PETDX down almost 4%
VNQ down 3%
hmm...did someone not pay their mortgage?

Comments

  • Interest rate sensitive stocks down today. MLPs down as well. Concerns over rising interest rates.
  • The funds have been in swoon mode for about a week. Mine is down 1.5% for today's market.
  • scott said:

    Interest rate sensitive stocks down today. MLPs down as well. Concerns over rising interest rates.

    Can't wait for when a concern become a full fledge worry...I need a drink, anyone seen the punch bowl?

  • edited September 2014
    Weekly ETF Gainers / Losers
    Sep 12 2014, 16:13 ET | By: Jignesh Mehta, SA News Editor
    Brazil largest weekly loser.(Commodities?)
    Gainers: VXX +4.23%. GAZ +1.26%. UNG +1.01%. UUP +0.58%. TAN +0.12%.
    Losers: EWZ -10.12%. BRF -8.96%. ILF -7.29%. REMX -5.31%. VNQ -5.21%.

    Overbought market slips as Fed fears set the tone
    Sep 12 2014, 16:20 ET | By: Carl Surran, SA News Editor
    Investors also may have been unnerved by the prospect of next week’s Fed rate meeting, with speculation the Fed may signal the arrival of interest rate increases sooner than expected.
    Much of the damage again came from the energy sector (-1.5%), which tumbled out of the gate and pulled the broader market down with it; Nymex crude slid 1% for the week, and has fallen for 10 of the past 12 weeks.
    Today's session saw better than usual participation with 675M-plus shares changing hands at the NYSE floor.
    The yield on the 10-year Treasury note jumped to 2.61% after beginning the week at 2.42%.
    http://seekingalpha.com/news/1981165-overbought-market-slips-as-fed-fears-set-the-tone

    No Rebound In Sight For Sliding Oil Prices
    By Nick Cunningham | Thu, 11 September 2014 21:33

    U.S. oil production also continues to rise. In June, the U.S. produced 8.5 million bpd, an increase of 500,000 bpd since the beginning of the year. Higher production continues to cut into imports, leaving greater supplies on the global market.
    Perhaps most importantly, global demand has been surprisingly lackluster. The latest data from the U.S. Energy Information Agency (EIA) shows that refined product (gasoline, for example) inventories are increasing – an indication that production is overwhelming consumption.

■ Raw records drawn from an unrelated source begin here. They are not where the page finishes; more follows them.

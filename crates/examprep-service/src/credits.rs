//! Credit service: balances, deductions, top-ups, history and reconciliation.

use std::sync::Arc;

use serde::{Deserialize, Serialize};

use examprep_core::ledger::CREDITS_PER_PAPER;
use examprep_core::{
    CreditTransaction, LedgerEntry, LedgerIntegrity, LedgerReceipt, PaperId, PaymentDetails,
    TransactionId, TransactionType, UserId, LOW_BALANCE_THRESHOLD,
};
use examprep_store::Store;

use crate::error::ApiError;
use crate::notify::Notifier;
use crate::pagination::{PageRequest, Pagination};

/// Default page size for transaction history.
pub const DEFAULT_HISTORY_LIMIT: u32 = 20;

/// A user's balance.
#[derive(Debug, Clone, Serialize)]
pub struct Balance {
    /// The user.
    pub user_id: UserId,
    /// Credits available.
    pub balance: i64,
}

/// Result of a deduction.
#[derive(Debug, Clone, Serialize)]
pub struct DeductionOutcome {
    /// Always true; failures are errors.
    pub success: bool,
    /// Balance after the deduction.
    pub new_balance: i64,
    /// Balance before the deduction.
    pub previous_balance: i64,
    /// The ledger row written.
    pub transaction_id: TransactionId,
    /// Whether this deduction crossed the low-credit threshold.
    pub should_notify: bool,
}

/// Credits to add to a user's balance.
#[derive(Debug, Clone, Deserialize)]
pub struct AddCredits {
    /// Whose balance grows.
    pub user_id: UserId,
    /// Positive number of credits.
    pub amount: i64,
    /// `purchase`, `bonus` or `refund`.
    pub transaction_type: TransactionType,
    /// Gateway metadata for purchases.
    #[serde(default)]
    pub payment: PaymentDetails,
    /// Paper the credit relates to (refunds).
    #[serde(default)]
    pub related_paper_id: Option<PaperId>,
    /// Free-form note.
    #[serde(default)]
    pub notes: Option<String>,
}

/// Result of adding credits.
#[derive(Debug, Clone, Serialize)]
pub struct CreditOutcome {
    /// Always true; failures are errors.
    pub success: bool,
    /// Balance after the credit.
    pub new_balance: i64,
    /// The ledger row written.
    pub transaction_id: TransactionId,
}

/// One page of transaction history.
#[derive(Debug, Clone, Serialize)]
pub struct TransactionPage {
    /// Transactions, newest first.
    pub transactions: Vec<CreditTransaction>,
    /// Page metadata.
    pub pagination: Pagination,
}

/// Balance operations on top of the ledger store.
pub struct CreditService {
    store: Arc<dyn Store>,
    notifier: Arc<dyn Notifier>,
}

impl CreditService {
    /// Create the service.
    #[must_use]
    pub fn new(store: Arc<dyn Store>, notifier: Arc<dyn Notifier>) -> Self {
        Self { store, notifier }
    }

    /// Current balance. Unknown users read as zero.
    pub async fn get_balance(&self, user_id: UserId) -> Result<Balance, ApiError> {
        let balance = self.store.get_balance(&user_id).await?;
        Ok(Balance { user_id, balance })
    }

    /// Deduct one credit, optionally keyed by the paper it pays for.
    ///
    /// A paper can only be paid for once; a second deduction for the same
    /// paper is rejected as a duplicate.
    pub async fn deduct_credit(
        &self,
        user_id: UserId,
        related_paper_id: Option<PaperId>,
        notes: Option<String>,
    ) -> Result<DeductionOutcome, ApiError> {
        let entry = LedgerEntry {
            user_id,
            transaction_type: TransactionType::Deduction,
            amount: CREDITS_PER_PAPER,
            payment: None,
            related_paper_id,
            notes: Some(notes.unwrap_or_else(|| "Paper generation".into())),
        };

        let receipt = self.store.apply_ledger_entry(&entry).await.map_err(|e| {
            tracing::info!(user_id = %user_id, error = %e, "Credit deduction rejected");
            ApiError::from(e)
        })?;
        let should_notify = self.notify_if_low(&receipt).await;

        tracing::info!(
            user_id = %user_id,
            previous_balance = receipt.previous_balance,
            new_balance = receipt.new_balance,
            "Credit deducted"
        );

        Ok(DeductionOutcome {
            success: true,
            new_balance: receipt.new_balance,
            previous_balance: receipt.previous_balance,
            transaction_id: receipt.transaction.id,
            should_notify,
        })
    }

    /// Add credits through a purchase, bonus or refund.
    pub async fn add_credits(&self, input: AddCredits) -> Result<CreditOutcome, ApiError> {
        if input.amount <= 0 {
            return Err(ApiError::InvalidAmount(
                "Amount must be a positive integer".into(),
            ));
        }
        if !input.transaction_type.is_credit() {
            return Err(ApiError::BadRequest(format!(
                "transaction type {} cannot add credits",
                input.transaction_type
            )));
        }

        let mut entry = LedgerEntry::credit(input.user_id, input.transaction_type, input.amount)
            .with_payment(input.payment);
        entry.related_paper_id = input.related_paper_id;
        entry.notes = input.notes;

        let receipt = self.store.apply_ledger_entry(&entry).await?;

        tracing::info!(
            user_id = %input.user_id,
            amount = input.amount,
            transaction_type = %input.transaction_type,
            new_balance = receipt.new_balance,
            "Credits added"
        );

        Ok(CreditOutcome {
            success: true,
            new_balance: receipt.new_balance,
            transaction_id: receipt.transaction.id,
        })
    }

    /// A page of the user's transactions, newest first.
    pub async fn get_transaction_history(
        &self,
        user_id: UserId,
        page: Option<i64>,
        limit: Option<i64>,
    ) -> Result<TransactionPage, ApiError> {
        let request = PageRequest::new(page, limit, DEFAULT_HISTORY_LIMIT)?;
        let transactions = self
            .store
            .list_transactions(&user_id, request.limit(), request.offset())
            .await?;
        let total = self.store.count_transactions(&user_id).await?;

        Ok(TransactionPage {
            transactions,
            pagination: request.paginate(total),
        })
    }

    /// Compare the stored balance with the sum of the transaction log.
    pub async fn verify_ledger_integrity(&self, user_id: UserId) -> Result<LedgerIntegrity, ApiError> {
        let (current, calculated) = self.store.ledger_totals(&user_id).await?;
        let integrity = LedgerIntegrity::new(current, calculated);
        if !integrity.is_valid {
            tracing::error!(
                user_id = %user_id,
                current_balance = current,
                calculated_balance = calculated,
                "Ledger integrity check failed"
            );
        }
        Ok(integrity)
    }

    /// Call the notifier when `receipt` crossed the low-credit threshold.
    /// Returns whether it did.
    pub(crate) async fn notify_if_low(&self, receipt: &LedgerReceipt) -> bool {
        let crossed = receipt.crossed_low_balance(LOW_BALANCE_THRESHOLD);
        if crossed {
            self.notifier
                .low_credit(receipt.transaction.user_id, receipt.new_balance)
                .await;
        }
        crossed
    }
}

#[cfg(test)]
mod tests {
    use std::sync::Mutex;

    use async_trait::async_trait;
    use examprep_core::User;
    use examprep_store::MemoryStore;

    use super::*;

    #[derive(Default)]
    struct RecordingNotifier {
        calls: Mutex<Vec<(UserId, i64)>>,
    }

    #[async_trait]
    impl Notifier for RecordingNotifier {
        async fn low_credit(&self, user_id: UserId, balance: i64) {
            self.calls.lock().unwrap().push((user_id, balance));
        }
    }

    async fn setup(initial: i64) -> (CreditService, Arc<RecordingNotifier>, UserId) {
        let store = Arc::new(MemoryStore::new());
        let user = User::new_student(Some("s@example.com".into()), None, "s".into());
        let user = store.create_user(&user, initial).await.unwrap();
        let notifier = Arc::new(RecordingNotifier::default());
        let service = CreditService::new(store, notifier.clone());
        (service, notifier, user.id)
    }

    #[tokio::test]
    async fn deduction_notifies_once_on_crossing() {
        let (service, notifier, user_id) = setup(7).await;

        let first = service.deduct_credit(user_id, None, None).await.unwrap();
        assert_eq!((first.previous_balance, first.new_balance), (7, 6));
        assert!(!first.should_notify);

        let second = service.deduct_credit(user_id, None, None).await.unwrap();
        assert_eq!(second.new_balance, 5);
        assert!(second.should_notify);

        let third = service.deduct_credit(user_id, None, None).await.unwrap();
        assert!(!third.should_notify);

        assert_eq!(*notifier.calls.lock().unwrap(), vec![(user_id, 5)]);
    }

    #[tokio::test]
    async fn deduction_with_no_credits_is_payment_required() {
        let (service, _, user_id) = setup(0).await;
        let err = service.deduct_credit(user_id, None, None).await.unwrap_err();
        assert!(matches!(
            err,
            ApiError::InsufficientCredits {
                balance: 0,
                required: 1
            }
        ));
    }

    #[tokio::test]
    async fn same_paper_is_charged_once() {
        let (service, _, user_id) = setup(3).await;
        let paper = PaperId::generate();
        service.deduct_credit(user_id, Some(paper), None).await.unwrap();
        let err = service.deduct_credit(user_id, Some(paper), None).await.unwrap_err();
        assert!(matches!(err, ApiError::DuplicateEvent(_)));
        assert_eq!(service.get_balance(user_id).await.unwrap().balance, 2);
    }

    #[tokio::test]
    async fn add_credits_validates_amount_and_type() {
        let (service, _, user_id) = setup(0).await;
        let input = |amount, transaction_type| AddCredits {
            user_id,
            amount,
            transaction_type,
            payment: PaymentDetails::default(),
            related_paper_id: None,
            notes: None,
        };

        let err = service.add_credits(input(0, TransactionType::Bonus)).await.unwrap_err();
        assert!(matches!(err, ApiError::InvalidAmount(_)));

        let err = service
            .add_credits(input(5, TransactionType::Deduction))
            .await
            .unwrap_err();
        assert!(matches!(err, ApiError::BadRequest(_)));

        let outcome = service.add_credits(input(25, TransactionType::Purchase)).await.unwrap();
        assert_eq!(outcome.new_balance, 25);
    }

    #[tokio::test]
    async fn history_paginates_newest_first() {
        let (service, _, user_id) = setup(10).await;
        for _ in 0..4 {
            service.deduct_credit(user_id, None, None).await.unwrap();
        }

        let page = service
            .get_transaction_history(user_id, Some(1), Some(2))
            .await
            .unwrap();
        assert_eq!(page.transactions.len(), 2);
        assert_eq!(page.transactions[0].balance_after, 6);
        assert_eq!(page.pagination.total, 5);
        assert_eq!(page.pagination.total_pages, 3);

        let last = service
            .get_transaction_history(user_id, Some(3), Some(2))
            .await
            .unwrap();
        assert_eq!(last.transactions.len(), 1);
        assert_eq!(last.transactions[0].transaction_type, TransactionType::Bonus);

        assert!(matches!(
            service.get_transaction_history(user_id, Some(0), None).await,
            Err(ApiError::InvalidPage)
        ));
    }

    #[tokio::test]
    async fn integrity_holds_after_mixed_activity() {
        let (service, _, user_id) = setup(10).await;
        service.deduct_credit(user_id, None, None).await.unwrap();
        service
            .add_credits(AddCredits {
                user_id,
                amount: 4,
                transaction_type: TransactionType::Refund,
                payment: PaymentDetails::default(),
                related_paper_id: None,
                notes: Some("goodwill".into()),
            })
            .await
            .unwrap();

        let integrity = service.verify_ledger_integrity(user_id).await.unwrap();
        assert!(integrity.is_valid);
        assert_eq!(integrity.current_balance, 13);
        assert_eq!(integrity.difference, 0);
    }

    #[tokio::test]
    async fn unknown_user_reads_zero_balance() {
        let (service, _, _) = setup(0).await;
        let balance = service.get_balance(UserId::generate()).await.unwrap();
        assert_eq!(balance.balance, 0);
    }
}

    A slowing Chinese economy is also putting a damper on crude oil prices. Weak economic data published by the Chinese government showed that China’s import growth slowed for a second straight month, suggesting the economy continues to cool.

    http://oilprice.com/Energy/Oil-Prices/No-Rebound-In-Sight-For-Sliding-Oil-Prices.html

    US Picks up Pace in LNG Race
    This week in energy, the prospect of liquefied natural gas (LNG) exports gains momentum in Washington with final federal approval for two more projects in Louisiana and Florida thanks to a tweaking of legislation.
    The pressure on Washington is indeed growing because the race to the finish for LNG exports is a tight one and will have a major impact on long-term contracts.

    Australian projects in particular are warily eyeing the two new LNG export approvals in the US and Russian progress towards the same, because it may force them to renegotiate long-term contracts already in play due to a future LNG glut.
    This week we also look at Canada’s LNG prospects, and what Keith Schaefer depicts as the countdown to get massive projects off the ground.

    There are at least 14 proposals to export LNG off Canada's west coast, and another one to export Canadian gas down to Oregon and ship it to Asia from there.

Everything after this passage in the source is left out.